# Council Demo Session Pack

This pack gives copy/paste prompts and expected output shape so contributors can quickly sanity-check council behavior.

## Demo A — Full mode: Exploration profile (unknown unknown discovery)

Goal: stress-test framing quality and epistemic diversity.

Prompt:

```bash
/council --profile exploration-orthogonal --triad unknowns Should we expand our AI devtool into enterprise compliance workflows this quarter?
```

Optional multi-provider routing:

```bash
/council --profile exploration-orthogonal --triad unknowns --models configs/provider-model-slots.example.yaml Should we expand our AI devtool into enterprise compliance workflows this quarter?
```

What good output looks like:
- at least 2 non-overlapping objections before consensus
- one explicit counterfactual if early agreement forms
- evidence labels across multiple categories (`empirical`, `mechanistic`, `strategic`, `ethical`, `heuristic`)
- clear unknowns list with concrete data needed

Expected verdict sections:
- Problem, Council Composition, Model/Provider Routing, Consensus Position
- Key Insights by Member, Points of Agreement/Disagreement
- Minority Report, Unresolved Questions, Epistemic Diversity Scorecard, Recommended Next Steps

## Demo B — Full mode: Exploration profile (market-entry triad)
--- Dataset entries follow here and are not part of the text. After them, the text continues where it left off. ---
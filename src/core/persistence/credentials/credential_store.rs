use std::collections::HashMap;
use std::fmt;
use std::fs;
use std::path::PathBuf;

use anyhow::{anyhow, Context, Result};
use serde::{Deserialize, Serialize};
use tracing::{debug, warn};

use crate::domain::common::model::Provider;

/// Where a provider's token comes from. A file wins over the environment.
#[derive(Debug, Clone, Default, PartialEq, Eq, Serialize, Deserialize)]
pub struct CredentialSource {
    /// Environment variable name; defaults to `CLOUDCOST_<PROVIDER>_TOKEN`.
    pub credentials_env: Option<String>,
    /// File whose trimmed contents are the token.
    pub credentials_file: Option<PathBuf>,
}

/// Opaque per-provider credential. Never printed in full.
#[derive(Clone, PartialEq, Eq)]
pub struct CredentialHandle {
    provider: Provider,
    token: String,
}

impl CredentialHandle {
    pub fn new(provider: Provider, token: impl Into<String>) -> Self {
        Self {
            provider,
            token: token.into(),
        }
    }

    pub fn provider(&self) -> Provider {
        self.provider
    }

    pub fn bearer(&self) -> &str {
        &self.token
    }

    /// Mask the token for safe display (keeps last 4 chars).
    pub fn masked(&self) -> String {
        let t = &self.token;
        if t.len() <= 8 {
            "***".into()
        } else {
            let mut start = t.len() - 4;
            while !t.is_char_boundary(start) {
                start += 1;
            }
            format!("***{}", &t[start..])
        }
    }
}

impl fmt::Debug for CredentialHandle {
    fn fmt(&self, f: &mut fmt::Formatter<'_>) -> fmt::Result {
        f.debug_struct("CredentialHandle")
            .field("provider", &self.provider)
            .field("token", &self.masked())
            .finish()
    }
}

pub fn default_env_var(provider: Provider) -> String {
    format!("CLOUDCOST_{}_TOKEN", provider.tag_prefix().to_ascii_uppercase())
}

/// Credentials resolved once per run and handed to adapter construction.
#[derive(Debug, Default, Clone)]
pub struct CredentialStore {
    handles: HashMap<Provider, CredentialHandle>,
}

impl CredentialStore {
    pub fn new() -> Self {
        Self::default()
    }

    pub fn insert(&mut self, handle: CredentialHandle) {
        self.handles.insert(handle.provider(), handle);
    }

    pub fn get(&self, provider: Provider) -> Option<&CredentialHandle> {
        self.handles.get(&provider)
    }

    /// Resolves each `(provider, source)` pair; unresolved providers are left out
    /// and will fail with an auth error when fetched.
    pub fn resolve<'a, I>(sources: I) -> Self
    where
        I: IntoIterator<Item = (Provider, &'a CredentialSource)>,
    {
        let mut store = Self::new();
        for (provider, source) in sources {
            match resolve_one(provider, source) {
                Ok(Some(handle)) => {
                    debug!(%provider, token = %handle.masked(), "Credential resolved");
                    store.insert(handle);
                }
                Ok(None) => warn!(%provider, "No credential found"),
                Err(e) => warn!(%provider, error = %e, "Failed to read credential"),
            }
        }
        store
    }
}

pub fn resolve_one(provider: Provider, source: &CredentialSource) -> Result<Option<CredentialHandle>> {
    if let Some(path) = &source.credentials_file {
        let raw = fs::read_to_string(path)
            .with_context(|| format!("Failed to read credentials file {}", path.display()))?;
        let token = raw.trim();
        if token.is_empty() {
            return Err(anyhow!("Credentials file {} is empty", path.display()));
        }
        return Ok(Some(CredentialHandle::new(provider, token)));
    }

    let var = source
        .credentials_env
        .clone()
        .unwrap_or_else(|| default_env_var(provider));

    Ok(std::env::var(&var)
        .ok()
        .map(|v| v.trim().to_string())
        .filter(|v| !v.is_empty())
        .map(|token| CredentialHandle::new(provider, token)))
}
Goal: validate adversarial and incentive-aware reasoning.

Prompt:

```bash
/council --profile exploration-orthogonal --triad market-entry Should we launch in Germany before France for our API platform?
```

What good output looks like:
- explicit competitor/counterparty behavior assumptions
- incentive map by actor class (buyers, legal, competitors, internal teams)
- downside containment plan if launch assumptions fail

## Demo C — Full mode: Execution profile (ship-now triad)

Goal: test speed-to-decision and ship-readiness.

Prompt:

```bash
/council --profile execution-lean --triad ship-now Should we ship release v0.9.4 today if one flaky test remains in CI?
```

What good output looks like:
- binary recommendation with conditions (ship / block / canary)
- explicit rollback triggers
- owner + timeline in next steps

## Demo D — Full mode: Execution profile (stability triad)
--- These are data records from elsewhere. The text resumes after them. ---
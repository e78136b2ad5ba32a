use async_trait::async_trait;
use chrono::{DateTime, SecondsFormat, Utc};
use reqwest::Client;
use serde::Deserialize;
use tracing::debug;

use crate::core::client::http_client::{classify_transport_error, read_json, require_bearer};
use crate::core::client::{CostAdapter, Page};
use crate::core::persistence::config::report_config_entity::GcpProviderConfig;
use crate::core::persistence::credentials::CredentialHandle;
use crate::domain::common::model::{FetchWindow, Provider, RawRecord};
use crate::domain::normalize::service::usage_start;
use crate::errors::FetchError;

#[derive(Debug, Deserialize)]
#[serde(rename_all = "camelCase")]
struct CostsResponse {
    #[serde(default)]
    rows: Vec<RawRecord>,
    next_page_token: Option<String>,
}

/// Billing export rows for one billing account.
pub struct GcpCostAdapter {
    config: GcpProviderConfig,
    client: Client,
    credential: Option<CredentialHandle>,
}

impl GcpCostAdapter {
    pub fn new(config: GcpProviderConfig, client: Client, credential: Option<CredentialHandle>) -> Self {
        Self {
            config,
            client,
            credential,
        }
    }

    fn url(&self) -> String {
        format!(
            "{}/v1/billingAccounts/{}/costs",
            self.config.endpoint.trim_end_matches('/'),
            urlencoding::encode(&self.config.billing_account_id)
        )
    }
}

#[async_trait]
impl CostAdapter for GcpCostAdapter {
    fn provider(&self) -> Provider {
        Provider::Gcp
    }

    async fn fetch_page(&self, window: &FetchWindow, cursor: Option<&str>) -> Result<Page, FetchError> {
        let token = require_bearer(self.credential.as_ref(), Provider::Gcp)?;

        let mut query = vec![
            ("startTime", window.start.to_rfc3339_opts(SecondsFormat::Secs, true)),
            ("endTime", window.end.to_rfc3339_opts(SecondsFormat::Secs, true)),
            ("pageSize", self.config.page_size.to_string()),
        ];
        if let Some(c) = cursor {
            query.push(("pageToken", c.to_string()));
        }

        let url = self.url();
        debug!(%url, cursor = ?cursor, "Requesting GCP cost page");

        let resp = self
            .client
            .get(&url)
            .query(&query)
            .bearer_auth(token)
            .send()
            .await
            .map_err(|e| classify_transport_error(&e))?;

        let page: CostsResponse = read_json(resp).await?;
        Ok(Page {
            records: page.rows,
            next_cursor: page.next_page_token,
        })
    }

    fn usage_start(&self, raw: &RawRecord) -> Option<DateTime<Utc>> {
        usage_start(raw, Provider::Gcp)
    }
}
use std::collections::BTreeMap;
use std::str::FromStr;

use chrono::{DateTime, NaiveDate, NaiveDateTime, Utc};
use rust_decimal::Decimal;
use serde_json::Value;

use crate::domain::common::model::{Provider, RawRecord, ResourceCostRecord};
use crate::errors::SchemaError;

/// Looks up `path` as a flat key first, then as a dotted walk through nested objects.
pub fn lookup<'a>(raw: &'a RawRecord, path: &str) -> Option<&'a Value> {
    if let Some(v) = raw.get(path) {
        return Some(v);
    }

    let mut parts = path.split('.');
    let mut current = raw.get(parts.next()?)?;
    for part in parts {
        current = current.as_object()?.get(part)?;
    }
    Some(current)
}

/// Non-empty string value at `path`. Numbers are accepted and rendered as text.
pub fn optional_str(raw: &RawRecord, path: &str) -> Option<String> {
    match lookup(raw, path)? {
        Value::String(s) => {
            let s = s.trim();
            if s.is_empty() {
                None
            } else {
                Some(s.to_string())
            }
        }
        Value::Number(n) => Some(n.to_string()),
        _ => None,
    }
}

pub fn required_str(raw: &RawRecord, provider: Provider, path: &str) -> Result<String, SchemaError> {
    optional_str(raw, path).ok_or_else(|| SchemaError::missing(provider, path))
}

/// First present field among `paths`; error names the first candidate.
pub fn required_str_any(
    raw: &RawRecord,
    provider: Provider,
    paths: &[&str],
) -> Result<String, SchemaError> {
    paths
        .iter()
        .find_map(|p| optional_str(raw, p))
        .ok_or_else(|| SchemaError::missing(provider, paths[0]))
}

pub fn required_amount(raw: &RawRecord, provider: Provider, path: &str) -> Result<Decimal, SchemaError> {
    let value = lookup(raw, path).ok_or_else(|| SchemaError::missing(provider, path))?;

    let text = match value {
        Value::String(s) if !s.trim().is_empty() => s.trim().to_string(),
        Value::Number(n) => n.to_string(),
        Value::Null => return Err(SchemaError::missing(provider, path)),
        Value::String(_) => return Err(SchemaError::missing(provider, path)),
        other => {
            return Err(SchemaError::malformed(
                provider,
                path,
                format!("expected a number, got {}", other),
            ))
        }
    };

    parse_decimal(&text).ok_or_else(|| {
        SchemaError::malformed(provider, path, format!("'{}' is not a decimal amount", text))
    })
}

/// Exact decimal parse; also accepts scientific notation such as `2.4e-06`.
pub fn parse_decimal(text: &str) -> Option<Decimal> {
    Decimal::from_str(text)
        .or_else(|_| Decimal::from_scientific(text))
        .ok()
}

pub fn required_timestamp(
    raw: &RawRecord,
    provider: Provider,
    path: &str,
) -> Result<DateTime<Utc>, SchemaError> {
    let text = required_str(raw, provider, path)?;
    parse_timestamp(&text).ok_or_else(|| {
        SchemaError::malformed(provider, path, format!("'{}' is not a valid timestamp", text))
    })
}

/// Accepts RFC 3339, `YYYY-MM-DD HH:MM:SS[+offset]`, `YYYY-MM-DDTHH:MM:SS` and
/// bare dates. Values without an offset are taken as UTC.
pub fn parse_timestamp(text: &str) -> Option<DateTime<Utc>> {
    let text = text.trim();

    if let Ok(dt) = DateTime::parse_from_rfc3339(text) {
        return Some(dt.with_timezone(&Utc));
    }
    if let Ok(dt) = DateTime::parse_from_str(text, "%Y-%m-%d %H:%M:%S%:z") {
        return Some(dt.with_timezone(&Utc));
    }
    for fmt in ["%Y-%m-%d %H:%M:%S", "%Y-%m-%dT%H:%M:%S", "%Y-%m-%dT%H:%MZ"] {
        if let Ok(naive) = NaiveDateTime::parse_from_str(text, fmt) {
            return Some(naive.and_utc());
        }
    }
    NaiveDate::parse_from_str(text, "%Y-%m-%d")
        .ok()
        .and_then(|d| d.and_hms_opt(0, 0, 0))
        .map(|naive| naive.and_utc())
}

pub fn required_currency(raw: &RawRecord, provider: Provider, path: &str) -> Result<String, SchemaError> {
    let code = required_str(raw, provider, path)?;
    if code.len() != 3 || !code.chars().all(|c| c.is_ascii_alphabetic()) {
        return Err(SchemaError::malformed(
            provider,
            path,
            format!("'{}' is not an ISO 4217 code", code),
        ));
    }
    Ok(code.to_ascii_uppercase())
}

/// Compact text form of a JSON value for a tag; `None` for null and empty strings.
pub fn tag_value(value: &Value) -> Option<String> {
    match value {
        Value::Null => None,
        Value::String(s) if s.trim().is_empty() => None,
        Value::String(s) => Some(s.clone()),
        other => Some(other.to_string()),
    }
}

/// Copies every field not listed in `known` into `tags` as `<prefix>:<path>`.
/// Nested objects are flattened with dotted paths.
pub fn preserve_extras(
    raw: &RawRecord,
    provider: Provider,
    known: &[&str],
    tags: &mut BTreeMap<String, String>,
) {
    for (key, value) in raw {
        collect_extra(provider, key, value, known, tags);
    }
}

fn collect_extra(
    provider: Provider,
    path: &str,
    value: &Value,
    known: &[&str],
    tags: &mut BTreeMap<String, String>,
) {
    if known.contains(&path) {
        return;
    }

    if let Value::Object(map) = value {
        for (key, child) in map {
            let child_path = format!("{}.{}", path, key);
            collect_extra(provider, &child_path, child, known, tags);
        }
        return;
    }

    if let Some(v) = tag_value(value) {
        tags.insert(format!("{}:{}", provider.tag_prefix(), path), v);
    }
}

/// Final invariant checks shared by every provider.
pub fn check_invariants(record: ResourceCostRecord) -> Result<ResourceCostRecord, SchemaError> {
    if record.period_start > record.period_end {
        return Err(SchemaError::malformed(
            record.provider,
            "period",
            format!(
                "start {} is after end {}",
                record.period_start.to_rfc3339(),
                record.period_end.to_rfc3339()
            ),
        ));
    }

    if record.amount.is_sign_negative() && !record.amount.is_zero() && !record.is_credit {
        return Err(SchemaError::malformed(
            record.provider,
            "amount",
            format!("negative amount {} without credit marker", record.amount),
        ));
    }

    Ok(record)
}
Goal: validate reliability-first reasoning.

Prompt:

```bash
/council --profile execution-lean --triad stability Our p95 latency regressed 18% after the new caching layer. Should we revert now or investigate first?
```

What good output looks like:
- mechanism hypothesis list ranked by likelihood
- immediate containment action
- bounded investigation window and decision checkpoint

## Demo E — Quick mode

Goal: test rapid 2-round deliberation with condensed output.

Prompt:

```bash
/council --quick Should we add a Redis cache in front of our Postgres auth queries?
```

What good output looks like:
- 200-word max analyses from each member
- 75-word final positions
- Quick Verdict with: Panel, Positions, Consensus, Key Disagreement, Recommended Action
- Total output significantly shorter than full mode
- Clear, decisive recommendation

## Demo F — Duo mode

Goal: test polarity-pair dialectic with focused tension.

Prompt:

```bash
/council --duo Should we rewrite the monolith into microservices?
```

Expected: auto-selects Aristotle vs Lao Tzu (architecture domain).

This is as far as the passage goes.